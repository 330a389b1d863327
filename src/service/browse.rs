//! Browse service
//!
//! Runs one page query for a filter state and attaches the viewer's
//! favorite flags. Either the whole page succeeds or the caller gets one
//! error; partial pages are never returned.

use std::collections::HashSet;
use std::sync::Arc;

use serde_json::Value as Json;

use crate::data::{ArchivePost, DataService, Expr, PostKind, Select, Table, Value};
use crate::error::AppError;
use crate::metrics::{BROWSE_QUERIES_TOTAL, INVALID_ROWS_TOTAL};
use crate::query::{FilterState, build_browse_query};

/// One page of archive posts
#[derive(Debug, Clone)]
pub struct PageResult {
    pub posts: Vec<ArchivePost>,
    pub total: u64,
    pub page: u32,
    pub page_size: u32,
    /// Ids of posts on this page the viewer has favorited
    pub favorited: HashSet<String>,
}

impl PageResult {
    pub fn is_favorited(&self, post_id: &str) -> bool {
        self.favorited.contains(post_id)
    }
}

pub struct BrowseService {
    data: Arc<dyn DataService>,
    page_size: u32,
}

impl BrowseService {
    pub fn new(data: Arc<dyn DataService>, page_size: u32) -> Self {
        Self { data, page_size }
    }

    pub fn page_size(&self) -> u32 {
        self.page_size
    }

    /// Fetch `page` of the posts matching `filters`
    ///
    /// # Errors
    /// Validation errors before any request; `AppError::Remote` if either
    /// the page query or the favorites lookup fails.
    pub async fn fetch_page(
        &self,
        filters: &FilterState,
        page: u32,
        viewer: Option<&str>,
    ) -> Result<PageResult, AppError> {
        let query = build_browse_query(filters, page, self.page_size)?;
        let sort = filters.sort.as_str();

        let result = self.run(&query, page, viewer).await;
        let outcome = if result.is_ok() { "ok" } else { "error" };
        BROWSE_QUERIES_TOTAL
            .with_label_values(&[sort, outcome])
            .inc();
        result
    }

    async fn run(
        &self,
        query: &Select,
        page: u32,
        viewer: Option<&str>,
    ) -> Result<PageResult, AppError> {
        let rows = self.data.select(query).await?;
        let total = rows.total.unwrap_or(rows.rows.len() as u64);
        let posts = parse_archive_rows(rows.rows);

        let favorited = match viewer {
            Some(user_id) if !posts.is_empty() => self.favorited_ids(user_id, &posts).await?,
            _ => HashSet::new(),
        };

        tracing::debug!(page, total, shown = posts.len(), "Browse page loaded");

        Ok(PageResult {
            posts,
            total,
            page,
            page_size: self.page_size,
            favorited,
        })
    }

    /// Single lookup of the viewer's favorites among `posts`
    async fn favorited_ids(
        &self,
        user_id: &str,
        posts: &[ArchivePost],
    ) -> Result<HashSet<String>, AppError> {
        let ids = posts.iter().map(|p| Value::text(p.id.clone())).collect();
        let query = Select::from(Table::UserFavorites)
            .columns("post_id")
            .filter(Expr::And(vec![
                Expr::eq("user_id", Value::text(user_id)),
                Expr::eq("post_type", Value::text(PostKind::Archive.as_str())),
                Expr::is_in("post_id", ids),
            ]));

        let rows = self.data.select(&query).await?;
        Ok(rows
            .rows
            .iter()
            .filter_map(|row| match &row["post_id"] {
                Json::String(id) => Some(id.clone()),
                Json::Number(id) => Some(id.to_string()),
                _ => None,
            })
            .collect())
    }
}

/// Parse archive rows, skipping and counting the invalid ones
pub fn parse_archive_rows(rows: Vec<Json>) -> Vec<ArchivePost> {
    rows.into_iter()
        .filter_map(|row| match ArchivePost::from_row(row) {
            Ok(post) => Some(post),
            Err(error) => {
                INVALID_ROWS_TOTAL
                    .with_label_values(&[Table::ArchivePosts.as_str()])
                    .inc();
                tracing::warn!(%error, "Skipping invalid archive post");
                None
            }
        })
        .collect()
}

#[cfg(test)]
mod tests {
    use super::*;
    use crate::data::{FailOp, MemoryDataService};
    use serde_json::json;

    async fn seeded() -> Arc<MemoryDataService> {
        let data = Arc::new(MemoryDataService::new());
        data.seed(
            Table::ArchivePosts,
            (1..=5).map(|i| {
                json!({
                    "id": format!("p{i}"),
                    "user_id": "author",
                    "title": format!("Post {i}"),
                    "ai_model": "GPT-4",
                    "prompt": "prompt",
                    "content": "content",
                    "tags": ["game"],
                    "created_at": format!("2024-01-0{i}T00:00:00Z"),
                })
            }),
        )
        .await;
        data.seed(
            Table::ArchivePosts,
            [json!({"id": "broken", "title": "No body", "ai_model": "GPT-4", "created_at": "2024-01-09T00:00:00Z"})],
        )
        .await;
        data.seed(
            Table::UserFavorites,
            [json!({
                "user_id": "viewer",
                "post_id": "p5",
                "post_type": "archive",
                "post_title": "Post 5",
            })],
        )
        .await;
        data
    }

    #[tokio::test]
    async fn page_skips_invalid_rows_and_flags_favorites() {
        let data = seeded().await;
        let service = BrowseService::new(data.clone(), 12);
        let page = service
            .fetch_page(&FilterState::default(), 1, Some("viewer"))
            .await
            .unwrap();

        assert_eq!(page.posts.len(), 5);
        assert_eq!(page.posts[0].id, "p5");
        assert!(page.is_favorited("p5"));
        assert!(!page.is_favorited("p4"));
    }

    #[tokio::test]
    async fn favorites_lookup_failure_fails_the_page() {
        let data = seeded().await;
        data.fail_next(Table::UserFavorites, FailOp::Select, 1).await;
        let service = BrowseService::new(data.clone(), 12);
        let result = service
            .fetch_page(&FilterState::default(), 1, Some("viewer"))
            .await;
        assert!(matches!(result, Err(AppError::Remote(_))));
    }

    #[tokio::test]
    async fn invalid_page_never_reaches_the_backend() {
        let data = seeded().await;
        let service = BrowseService::new(data.clone(), 12);
        let result = service.fetch_page(&FilterState::default(), 0, None).await;
        assert!(matches!(result, Err(AppError::Validation(_))));
        assert_eq!(data.select_calls(), 0);
    }
}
= = = = =
▶ _TASK TO CARRY OUT_
Return, word for word, every line from the top of the entries down to the line that holds "let sort = filters.sort.as_str();", both included.

▶ _SOLUTION_
repository 330a389b1d863327
filename src/service/browse.rs
//! Browse service
//!
//! Runs one page query for a filter state and attaches the viewer's
//! favorite flags. Either the whole page succeeds or the caller gets one
//! error; partial pages are never returned.

use std::collections::HashSet;
use std::sync::Arc;

use serde_json::Value as Json;

use crate::data::{ArchivePost, DataService, Expr, PostKind, Select, Table, Value};
use crate::error::AppError;
use crate::metrics::{BROWSE_QUERIES_TOTAL, INVALID_ROWS_TOTAL};
use crate::query::{FilterState, build_browse_query};

/// One page of archive posts
#[derive(Debug, Clone)]
pub struct PageResult {
    pub posts: Vec<ArchivePost>,
    pub total: u64,
    pub page: u32,
    pub page_size: u32,
    /// Ids of posts on this page the viewer has favorited
    pub favorited: HashSet<String>,
}

impl PageResult {
    pub fn is_favorited(&self, post_id: &str) -> bool {
        self.favorited.contains(post_id)
    }
}

pub struct BrowseService {
    data: Arc<dyn DataService>,
    page_size: u32,
}

impl BrowseService {
    pub fn new(data: Arc<dyn DataService>, page_size: u32) -> Self {
        Self { data, page_size }
    }

    pub fn page_size(&self) -> u32 {
        self.page_size
    }

    /// Fetch `page` of the posts matching `filters`
    ///
    /// # Errors
    /// Validation errors before any request; `AppError::Remote` if either
    /// the page query or the favorites lookup fails.
    pub async fn fetch_page(
        &self,
        filters: &FilterState,
        page: u32,
        viewer: Option<&str>,
    ) -> Result<PageResult, AppError> {
        let query = build_browse_query(filters, page, self.page_size)?;
        let sort = filters.sort.as_str();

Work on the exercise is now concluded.